World Choice Products suggest a dose of 2-3gr twice a day or 5gr once a day. For fibromyalgia sufferers, they suggest an initial dose of 5gr three times a day for the first two weeks. They also cite how people actually sleep better when they take D-ribose at night; taking D-ribose does not therefore cause hyperactivity, as could have been expected through ingesting a sugar. Another advantage of D-ribose is that it has a negative glycaemic index, so has no effect on diabetics.
One clip from Fox News that I found featuring Dr. Manny with Dr. Teitelbaum curiously changed stance from the absolute harmlessness of D-ribose. They say that if you want to have a natural energizer that has more published data about its benefits, then to go for green tea.
Melanie Roach, a weightlifter, testifies to taking D-ribose between competition rounds in order to avoid the sensation of being physically drained.
There are also a lot of energy drinks on the market that are taking advantage of the apparent properties of D-ribose. Go Vera, Code Blue, and Acli-Mate were several new products that I found.
The Wikipedia entry on ribose is as follows:
Ribose is an organic compound with the formula C5H10O5; specifically, a monosaccharide (simple sugar) with linear form H−(C=O)−(CHOH)4−H, which has all the hydroxyl groups on the same side in the Fischer projection.

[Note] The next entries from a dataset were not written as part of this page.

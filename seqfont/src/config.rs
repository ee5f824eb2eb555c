//! Build parameters.

use std::path::{Path, PathBuf};

use crate::{color::Rgba, glyphs::PLAIN_CHARS};

/// The text shown on the demo page.
pub const SAMPLE_TEXT: &str =
    "ARNDCQEGHILKMFPSTWYVBZX arncdqeghilkmfpstwyvbzx 0123456789 -.|";

/// Everything a build needs to know.
///
/// The default configuration reproduces the stock build: `Protsolata` from
/// `Inconsolata-Regular.otf` and `cleancolors.json`, written to the current
/// directory.
#[derive(Clone, Debug, PartialEq)]
pub struct Config {
    pub source_font: PathBuf,
    pub schemes: PathBuf,
    pub out_dir: PathBuf,
    /// Family name of the output font; also the stem of every output file.
    pub font_name: String,
    /// The scheme whose palette is index 0.
    pub base_scheme: String,
    /// Color of letters a scheme does not mention.
    pub fallback: Rgba,
    pub sample: String,
    /// Characters copied without color layers.
    pub plain_chars: String,
    /// If set, a TTX fragment per scheme is written to this directory.
    pub ttx_dir: Option<PathBuf>,
}

impl Default for Config {
    fn default() -> Self {
        Config {
            source_font: "Inconsolata-Regular.otf".into(),
            schemes: "cleancolors.json".into(),
            out_dir: ".".into(),
            font_name: "Protsolata".into(),
            base_scheme: "clustal2".into(),
            fallback: Rgba::BLACK,
            sample: SAMPLE_TEXT.into(),
            plain_chars: PLAIN_CHARS.into(),
            ttx_dir: None,
        }
    }
}

impl Config {
    pub fn ttf_name(&self) -> String {
        format!("{}.ttf", self.font_name)
    }

    pub fn woff_name(&self) -> String {
        format!("{}.woff", self.font_name)
    }

    pub fn woff2_name(&self) -> String {
        format!("{}.woff2", self.font_name)
    }

    pub fn css_name(&self) -> String {
        format!("{}_palettes.css", self.font_name)
    }

    pub fn html_name(&self) -> String {
        format!("{}_test.html", self.font_name)
    }

    /// The path of an output file in the output directory.
    pub fn out_path(&self, file_name: &str) -> PathBuf {
        self.out_dir.join(file_name)
    }

    /// The path of the TTX fragment for `scheme`, if fragments are enabled.
    pub fn ttx_path(&self, scheme: &str) -> Option<PathBuf> {
        self.ttx_dir
            .as_deref()
            .map(|dir: &Path| dir.join(format!("{scheme}.ttx")))
    }
}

The term may refer to either of two enantiomers: it almost always to D-ribose, which occurs widely in nature and is discussed here; or to its synthetic mirror image L-ribose, which is not found in nature and is of limited interest.
D-Ribose was first reported in 1891 by Emil Fischer. It is a C'-2 carbon enantiomer of the sugar D-arabinose (both isomers of which are named for their source, gum arabic) and ribose itself is named as a transposition of the name of arabinose.
Ribose constitutes the backbone of RNA, a biopolymer that is the basis of genetic transcription. It is related to deoxyribose, as found in DNA. Once phosphorylated, ribose can become a subunit of ATP, NADH, and several other compounds that are critical to metabolism like the secondary messengers cAMP and cGMP.
Ribose is an aldopentose (a monosaccharide containing five carbon atoms) that, in its open chain form, has an aldehyde functional group at one end. In the conventional numbering scheme for monosaccharides, the carbon atoms are numbered from C1' (in the aldehyde group) to C5'. The deoxyribose derivative found in DNA differs from ribose by having a hydrogen atom in place of the hydroxyl group at C2'.
The "D-" in the name D-ribose refers to the stereochemistry of the chiral carbon atom farthest away from the aldehyde group (C4'). In D-ribose, as in all D-sugars, this carbon atom has the same configuration as in D-glyceraldehyde.